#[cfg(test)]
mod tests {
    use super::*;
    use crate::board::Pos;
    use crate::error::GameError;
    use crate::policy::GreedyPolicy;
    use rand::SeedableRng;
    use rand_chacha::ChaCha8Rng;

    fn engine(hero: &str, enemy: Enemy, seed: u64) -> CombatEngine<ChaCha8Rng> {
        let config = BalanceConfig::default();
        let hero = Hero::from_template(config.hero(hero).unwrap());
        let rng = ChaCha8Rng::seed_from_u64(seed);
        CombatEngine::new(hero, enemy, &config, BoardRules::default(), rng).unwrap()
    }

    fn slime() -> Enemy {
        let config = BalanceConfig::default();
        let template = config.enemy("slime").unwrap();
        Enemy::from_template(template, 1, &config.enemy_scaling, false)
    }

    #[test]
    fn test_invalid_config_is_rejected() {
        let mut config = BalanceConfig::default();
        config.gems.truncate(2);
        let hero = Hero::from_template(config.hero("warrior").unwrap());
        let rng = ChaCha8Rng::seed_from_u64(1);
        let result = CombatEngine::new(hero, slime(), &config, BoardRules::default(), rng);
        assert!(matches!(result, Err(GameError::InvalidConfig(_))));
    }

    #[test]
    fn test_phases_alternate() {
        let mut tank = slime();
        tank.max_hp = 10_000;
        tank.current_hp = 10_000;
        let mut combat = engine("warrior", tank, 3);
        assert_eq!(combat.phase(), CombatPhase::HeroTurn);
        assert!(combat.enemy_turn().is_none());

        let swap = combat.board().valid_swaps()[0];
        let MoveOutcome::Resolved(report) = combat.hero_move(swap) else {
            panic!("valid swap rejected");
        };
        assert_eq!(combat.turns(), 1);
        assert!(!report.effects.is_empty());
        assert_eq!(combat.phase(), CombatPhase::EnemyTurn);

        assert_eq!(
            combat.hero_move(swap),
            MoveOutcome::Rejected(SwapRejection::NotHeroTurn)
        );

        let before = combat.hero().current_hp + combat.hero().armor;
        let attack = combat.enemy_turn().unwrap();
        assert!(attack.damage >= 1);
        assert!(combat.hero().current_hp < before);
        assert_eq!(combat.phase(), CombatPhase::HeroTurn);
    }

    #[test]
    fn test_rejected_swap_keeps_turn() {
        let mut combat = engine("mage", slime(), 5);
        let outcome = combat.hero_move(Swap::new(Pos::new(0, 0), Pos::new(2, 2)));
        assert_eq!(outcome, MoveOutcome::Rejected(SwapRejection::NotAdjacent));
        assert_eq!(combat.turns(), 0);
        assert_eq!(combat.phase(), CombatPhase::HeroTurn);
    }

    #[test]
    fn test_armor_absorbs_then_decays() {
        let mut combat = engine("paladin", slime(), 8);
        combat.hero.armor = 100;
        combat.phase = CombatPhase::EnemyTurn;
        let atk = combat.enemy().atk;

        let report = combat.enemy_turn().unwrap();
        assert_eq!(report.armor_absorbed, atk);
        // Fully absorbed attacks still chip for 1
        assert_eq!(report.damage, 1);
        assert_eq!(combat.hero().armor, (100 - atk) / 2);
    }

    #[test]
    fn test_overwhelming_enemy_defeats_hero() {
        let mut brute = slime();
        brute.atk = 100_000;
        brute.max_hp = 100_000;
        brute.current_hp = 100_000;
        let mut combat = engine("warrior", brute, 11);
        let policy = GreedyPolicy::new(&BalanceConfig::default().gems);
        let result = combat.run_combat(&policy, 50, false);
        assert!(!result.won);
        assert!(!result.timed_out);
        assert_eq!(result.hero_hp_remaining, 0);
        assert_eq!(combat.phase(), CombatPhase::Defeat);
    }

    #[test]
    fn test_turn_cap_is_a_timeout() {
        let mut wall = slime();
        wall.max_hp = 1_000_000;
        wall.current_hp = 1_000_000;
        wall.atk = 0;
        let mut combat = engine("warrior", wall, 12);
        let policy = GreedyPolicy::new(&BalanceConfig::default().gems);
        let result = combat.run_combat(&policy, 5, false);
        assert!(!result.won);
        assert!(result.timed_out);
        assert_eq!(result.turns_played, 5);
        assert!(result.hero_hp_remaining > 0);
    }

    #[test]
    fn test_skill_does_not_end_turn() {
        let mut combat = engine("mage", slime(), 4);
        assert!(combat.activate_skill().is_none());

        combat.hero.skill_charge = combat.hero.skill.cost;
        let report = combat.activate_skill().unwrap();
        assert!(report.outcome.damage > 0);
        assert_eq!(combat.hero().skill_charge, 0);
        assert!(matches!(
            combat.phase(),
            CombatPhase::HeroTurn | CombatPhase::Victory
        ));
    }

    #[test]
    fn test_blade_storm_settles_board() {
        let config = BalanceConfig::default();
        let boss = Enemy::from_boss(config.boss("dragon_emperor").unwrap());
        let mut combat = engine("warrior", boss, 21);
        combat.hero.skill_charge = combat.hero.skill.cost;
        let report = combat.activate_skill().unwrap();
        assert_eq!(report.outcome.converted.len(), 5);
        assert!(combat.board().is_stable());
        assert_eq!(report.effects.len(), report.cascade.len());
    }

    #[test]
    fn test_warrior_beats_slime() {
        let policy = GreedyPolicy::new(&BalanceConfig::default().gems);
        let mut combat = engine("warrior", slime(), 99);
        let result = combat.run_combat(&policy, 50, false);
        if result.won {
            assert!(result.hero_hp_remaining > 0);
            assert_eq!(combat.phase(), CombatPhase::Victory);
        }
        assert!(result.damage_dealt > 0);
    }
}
━━━━━━━━━━━━━━━━━━━━━━━━━━━━━━
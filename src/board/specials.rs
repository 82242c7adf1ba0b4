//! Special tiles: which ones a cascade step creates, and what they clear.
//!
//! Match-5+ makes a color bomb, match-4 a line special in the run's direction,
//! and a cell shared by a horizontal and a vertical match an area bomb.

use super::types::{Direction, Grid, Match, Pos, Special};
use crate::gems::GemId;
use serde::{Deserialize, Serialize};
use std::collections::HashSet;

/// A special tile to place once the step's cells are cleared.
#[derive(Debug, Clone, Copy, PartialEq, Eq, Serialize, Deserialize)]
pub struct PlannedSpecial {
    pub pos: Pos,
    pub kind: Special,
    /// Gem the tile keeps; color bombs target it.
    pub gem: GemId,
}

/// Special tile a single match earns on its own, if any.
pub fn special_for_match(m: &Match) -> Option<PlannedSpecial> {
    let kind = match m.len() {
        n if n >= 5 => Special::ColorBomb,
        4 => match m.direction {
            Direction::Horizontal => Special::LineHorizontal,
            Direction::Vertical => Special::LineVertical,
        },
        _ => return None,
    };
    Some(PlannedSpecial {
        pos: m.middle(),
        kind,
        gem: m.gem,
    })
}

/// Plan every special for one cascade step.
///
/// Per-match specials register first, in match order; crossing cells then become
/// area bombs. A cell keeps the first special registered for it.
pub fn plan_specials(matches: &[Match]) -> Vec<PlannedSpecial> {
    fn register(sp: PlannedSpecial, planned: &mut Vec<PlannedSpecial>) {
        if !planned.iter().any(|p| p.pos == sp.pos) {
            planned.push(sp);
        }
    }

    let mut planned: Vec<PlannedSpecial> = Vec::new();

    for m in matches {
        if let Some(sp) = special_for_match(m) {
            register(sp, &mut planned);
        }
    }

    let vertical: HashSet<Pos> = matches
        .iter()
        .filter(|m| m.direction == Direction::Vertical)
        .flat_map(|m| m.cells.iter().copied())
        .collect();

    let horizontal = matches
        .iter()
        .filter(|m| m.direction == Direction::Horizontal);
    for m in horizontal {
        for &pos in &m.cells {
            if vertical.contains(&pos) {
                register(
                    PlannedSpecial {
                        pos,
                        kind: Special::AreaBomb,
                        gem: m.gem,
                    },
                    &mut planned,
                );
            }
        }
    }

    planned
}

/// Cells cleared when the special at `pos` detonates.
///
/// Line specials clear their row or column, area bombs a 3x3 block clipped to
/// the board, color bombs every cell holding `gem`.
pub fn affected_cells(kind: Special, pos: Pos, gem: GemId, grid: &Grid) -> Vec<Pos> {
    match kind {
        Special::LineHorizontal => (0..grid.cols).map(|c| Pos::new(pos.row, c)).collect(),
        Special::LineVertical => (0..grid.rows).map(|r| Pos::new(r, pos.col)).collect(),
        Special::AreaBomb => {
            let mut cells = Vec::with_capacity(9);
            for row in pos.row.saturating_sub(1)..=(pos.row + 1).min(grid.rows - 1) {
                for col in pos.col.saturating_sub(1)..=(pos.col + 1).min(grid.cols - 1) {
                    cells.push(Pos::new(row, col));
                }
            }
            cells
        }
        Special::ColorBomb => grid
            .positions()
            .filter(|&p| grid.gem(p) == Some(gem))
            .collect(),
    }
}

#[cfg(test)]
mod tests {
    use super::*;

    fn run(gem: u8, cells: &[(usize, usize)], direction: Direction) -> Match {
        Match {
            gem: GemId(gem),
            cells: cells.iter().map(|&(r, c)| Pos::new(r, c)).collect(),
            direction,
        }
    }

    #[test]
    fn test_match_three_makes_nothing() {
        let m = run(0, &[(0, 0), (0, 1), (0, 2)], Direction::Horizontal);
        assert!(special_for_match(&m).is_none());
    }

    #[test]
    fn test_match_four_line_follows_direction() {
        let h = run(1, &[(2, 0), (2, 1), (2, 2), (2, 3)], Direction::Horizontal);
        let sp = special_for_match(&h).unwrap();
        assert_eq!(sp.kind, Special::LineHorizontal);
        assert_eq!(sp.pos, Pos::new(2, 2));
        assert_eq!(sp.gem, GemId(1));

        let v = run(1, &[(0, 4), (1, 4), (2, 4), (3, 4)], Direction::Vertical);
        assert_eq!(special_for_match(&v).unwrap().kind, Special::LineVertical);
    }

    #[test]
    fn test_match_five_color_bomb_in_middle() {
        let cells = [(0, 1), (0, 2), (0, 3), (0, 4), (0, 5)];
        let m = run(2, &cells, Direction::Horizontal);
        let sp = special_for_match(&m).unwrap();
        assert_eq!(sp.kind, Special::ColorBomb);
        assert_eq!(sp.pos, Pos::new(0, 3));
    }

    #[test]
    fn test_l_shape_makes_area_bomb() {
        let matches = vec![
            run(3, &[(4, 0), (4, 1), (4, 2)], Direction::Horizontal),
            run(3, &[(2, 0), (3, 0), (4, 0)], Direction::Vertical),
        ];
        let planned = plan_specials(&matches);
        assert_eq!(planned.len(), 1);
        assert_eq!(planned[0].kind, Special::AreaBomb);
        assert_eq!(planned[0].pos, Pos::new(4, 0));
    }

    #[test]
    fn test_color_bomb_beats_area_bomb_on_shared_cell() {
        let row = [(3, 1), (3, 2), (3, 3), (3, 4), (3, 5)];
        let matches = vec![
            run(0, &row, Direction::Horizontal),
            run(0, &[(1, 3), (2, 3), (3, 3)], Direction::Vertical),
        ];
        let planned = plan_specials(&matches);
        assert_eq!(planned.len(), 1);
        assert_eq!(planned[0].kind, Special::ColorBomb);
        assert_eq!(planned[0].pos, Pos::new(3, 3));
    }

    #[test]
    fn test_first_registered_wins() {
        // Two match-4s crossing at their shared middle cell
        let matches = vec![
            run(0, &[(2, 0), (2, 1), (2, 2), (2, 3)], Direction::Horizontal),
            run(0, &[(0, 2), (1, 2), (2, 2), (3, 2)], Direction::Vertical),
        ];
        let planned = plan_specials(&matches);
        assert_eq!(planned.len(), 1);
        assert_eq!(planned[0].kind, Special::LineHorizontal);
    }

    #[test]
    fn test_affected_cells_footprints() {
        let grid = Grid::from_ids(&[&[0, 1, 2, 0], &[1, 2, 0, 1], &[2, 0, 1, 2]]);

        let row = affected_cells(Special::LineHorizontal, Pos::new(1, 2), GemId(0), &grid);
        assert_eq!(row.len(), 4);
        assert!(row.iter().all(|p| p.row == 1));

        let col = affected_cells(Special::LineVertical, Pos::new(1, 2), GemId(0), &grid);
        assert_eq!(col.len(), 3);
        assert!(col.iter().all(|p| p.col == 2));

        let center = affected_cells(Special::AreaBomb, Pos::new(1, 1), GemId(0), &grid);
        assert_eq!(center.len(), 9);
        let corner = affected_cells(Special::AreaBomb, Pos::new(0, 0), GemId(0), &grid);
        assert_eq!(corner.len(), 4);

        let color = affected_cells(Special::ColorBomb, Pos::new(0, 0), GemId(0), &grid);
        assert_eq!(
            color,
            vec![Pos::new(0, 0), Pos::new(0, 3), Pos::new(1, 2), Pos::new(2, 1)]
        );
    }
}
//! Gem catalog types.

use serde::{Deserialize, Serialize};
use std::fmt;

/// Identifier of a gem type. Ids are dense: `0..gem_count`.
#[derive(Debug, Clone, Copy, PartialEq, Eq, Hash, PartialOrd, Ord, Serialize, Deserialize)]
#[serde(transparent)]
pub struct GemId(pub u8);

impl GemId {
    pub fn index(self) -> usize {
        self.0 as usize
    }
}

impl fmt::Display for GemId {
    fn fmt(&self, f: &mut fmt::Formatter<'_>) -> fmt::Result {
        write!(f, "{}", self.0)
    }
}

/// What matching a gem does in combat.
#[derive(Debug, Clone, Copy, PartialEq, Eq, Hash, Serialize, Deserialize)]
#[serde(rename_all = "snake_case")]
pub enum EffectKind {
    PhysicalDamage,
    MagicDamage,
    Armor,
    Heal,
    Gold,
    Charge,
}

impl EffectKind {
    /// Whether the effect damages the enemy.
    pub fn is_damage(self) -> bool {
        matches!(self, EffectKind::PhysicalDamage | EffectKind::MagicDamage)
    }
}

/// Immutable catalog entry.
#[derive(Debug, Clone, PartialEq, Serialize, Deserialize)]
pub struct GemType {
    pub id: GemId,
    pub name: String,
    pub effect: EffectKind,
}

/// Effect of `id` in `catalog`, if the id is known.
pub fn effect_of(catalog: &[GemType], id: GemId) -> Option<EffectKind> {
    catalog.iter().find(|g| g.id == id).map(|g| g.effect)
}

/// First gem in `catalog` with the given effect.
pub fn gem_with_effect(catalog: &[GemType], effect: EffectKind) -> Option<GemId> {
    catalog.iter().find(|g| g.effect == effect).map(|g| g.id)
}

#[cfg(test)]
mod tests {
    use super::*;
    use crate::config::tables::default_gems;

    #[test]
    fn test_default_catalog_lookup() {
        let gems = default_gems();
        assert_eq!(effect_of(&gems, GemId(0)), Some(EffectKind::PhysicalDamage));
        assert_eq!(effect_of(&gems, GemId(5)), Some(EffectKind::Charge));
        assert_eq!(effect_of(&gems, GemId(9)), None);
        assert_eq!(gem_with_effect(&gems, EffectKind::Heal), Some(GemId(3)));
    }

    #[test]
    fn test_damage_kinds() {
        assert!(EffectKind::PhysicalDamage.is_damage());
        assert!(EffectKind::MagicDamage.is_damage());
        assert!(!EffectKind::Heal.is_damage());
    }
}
━━━━━━━━━━━━━━━━━━━━━━━━━━━━━━
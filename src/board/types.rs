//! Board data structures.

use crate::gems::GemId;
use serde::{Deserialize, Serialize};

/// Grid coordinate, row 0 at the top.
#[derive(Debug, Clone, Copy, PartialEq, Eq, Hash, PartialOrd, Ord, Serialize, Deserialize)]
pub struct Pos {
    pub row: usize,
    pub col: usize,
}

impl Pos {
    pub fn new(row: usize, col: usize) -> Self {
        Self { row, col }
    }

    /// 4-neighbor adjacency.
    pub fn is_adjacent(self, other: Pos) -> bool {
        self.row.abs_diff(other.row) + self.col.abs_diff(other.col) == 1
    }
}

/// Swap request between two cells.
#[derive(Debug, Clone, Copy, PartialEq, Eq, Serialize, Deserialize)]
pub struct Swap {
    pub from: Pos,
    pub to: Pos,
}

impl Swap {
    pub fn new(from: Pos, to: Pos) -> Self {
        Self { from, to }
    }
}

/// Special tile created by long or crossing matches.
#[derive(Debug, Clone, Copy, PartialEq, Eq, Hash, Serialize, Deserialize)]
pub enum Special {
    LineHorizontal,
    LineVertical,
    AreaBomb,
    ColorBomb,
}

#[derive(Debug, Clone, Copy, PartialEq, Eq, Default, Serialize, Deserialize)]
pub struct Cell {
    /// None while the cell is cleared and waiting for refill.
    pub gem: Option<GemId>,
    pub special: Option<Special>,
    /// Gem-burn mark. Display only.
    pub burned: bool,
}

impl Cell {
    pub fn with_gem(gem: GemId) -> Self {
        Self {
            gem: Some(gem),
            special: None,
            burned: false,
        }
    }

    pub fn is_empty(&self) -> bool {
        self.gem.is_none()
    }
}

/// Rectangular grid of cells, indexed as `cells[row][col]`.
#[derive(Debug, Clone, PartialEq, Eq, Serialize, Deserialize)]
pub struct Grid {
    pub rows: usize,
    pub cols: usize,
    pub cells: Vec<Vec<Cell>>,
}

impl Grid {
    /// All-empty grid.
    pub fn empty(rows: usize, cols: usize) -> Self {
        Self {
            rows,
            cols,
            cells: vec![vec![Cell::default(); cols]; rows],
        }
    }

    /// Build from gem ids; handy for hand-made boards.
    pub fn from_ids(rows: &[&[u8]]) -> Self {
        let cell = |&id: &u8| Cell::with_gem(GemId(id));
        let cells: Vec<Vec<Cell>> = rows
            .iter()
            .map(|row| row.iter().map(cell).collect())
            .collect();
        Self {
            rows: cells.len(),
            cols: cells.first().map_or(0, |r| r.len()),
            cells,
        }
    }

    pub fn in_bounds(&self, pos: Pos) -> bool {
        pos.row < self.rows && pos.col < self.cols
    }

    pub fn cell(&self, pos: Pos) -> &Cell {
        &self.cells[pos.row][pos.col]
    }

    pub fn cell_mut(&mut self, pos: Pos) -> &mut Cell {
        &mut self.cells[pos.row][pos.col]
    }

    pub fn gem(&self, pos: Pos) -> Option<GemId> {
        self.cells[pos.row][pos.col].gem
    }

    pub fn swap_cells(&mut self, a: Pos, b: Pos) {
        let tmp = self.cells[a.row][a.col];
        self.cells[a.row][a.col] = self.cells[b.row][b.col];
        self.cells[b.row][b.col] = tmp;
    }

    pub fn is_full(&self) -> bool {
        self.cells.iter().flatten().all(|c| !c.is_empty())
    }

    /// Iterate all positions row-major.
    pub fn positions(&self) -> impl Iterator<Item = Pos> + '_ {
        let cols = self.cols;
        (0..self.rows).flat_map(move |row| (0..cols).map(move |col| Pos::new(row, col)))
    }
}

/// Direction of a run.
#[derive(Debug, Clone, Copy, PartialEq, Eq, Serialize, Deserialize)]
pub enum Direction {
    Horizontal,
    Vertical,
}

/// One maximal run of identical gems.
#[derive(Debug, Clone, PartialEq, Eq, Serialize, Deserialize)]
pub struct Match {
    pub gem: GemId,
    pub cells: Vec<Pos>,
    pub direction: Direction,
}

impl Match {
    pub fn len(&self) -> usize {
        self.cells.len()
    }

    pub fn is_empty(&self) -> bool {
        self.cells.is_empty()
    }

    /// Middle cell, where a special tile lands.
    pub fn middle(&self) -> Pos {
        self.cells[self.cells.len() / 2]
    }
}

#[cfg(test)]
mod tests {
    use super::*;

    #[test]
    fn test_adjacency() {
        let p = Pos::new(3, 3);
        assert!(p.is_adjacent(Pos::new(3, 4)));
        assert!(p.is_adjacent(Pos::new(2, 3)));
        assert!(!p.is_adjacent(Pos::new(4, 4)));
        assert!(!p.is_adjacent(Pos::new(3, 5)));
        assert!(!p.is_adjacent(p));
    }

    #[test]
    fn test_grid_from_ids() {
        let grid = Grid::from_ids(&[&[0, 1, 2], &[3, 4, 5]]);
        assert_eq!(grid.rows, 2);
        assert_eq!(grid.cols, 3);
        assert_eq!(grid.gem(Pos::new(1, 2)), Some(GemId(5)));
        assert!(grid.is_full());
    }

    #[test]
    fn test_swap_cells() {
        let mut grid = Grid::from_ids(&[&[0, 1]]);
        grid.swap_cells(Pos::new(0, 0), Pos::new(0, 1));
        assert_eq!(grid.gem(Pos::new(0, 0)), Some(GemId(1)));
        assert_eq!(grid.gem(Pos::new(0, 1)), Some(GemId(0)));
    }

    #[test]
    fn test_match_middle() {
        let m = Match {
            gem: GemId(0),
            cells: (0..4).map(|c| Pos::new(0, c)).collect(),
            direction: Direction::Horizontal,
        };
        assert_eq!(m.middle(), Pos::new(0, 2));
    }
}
━━━━━━━━━━━━━━━━━━━━━━━━━━━━━━
● What the exercise asks
Counting only lines of the data above that hold "wall", report the total and nothing else.

● Response to the exercise
5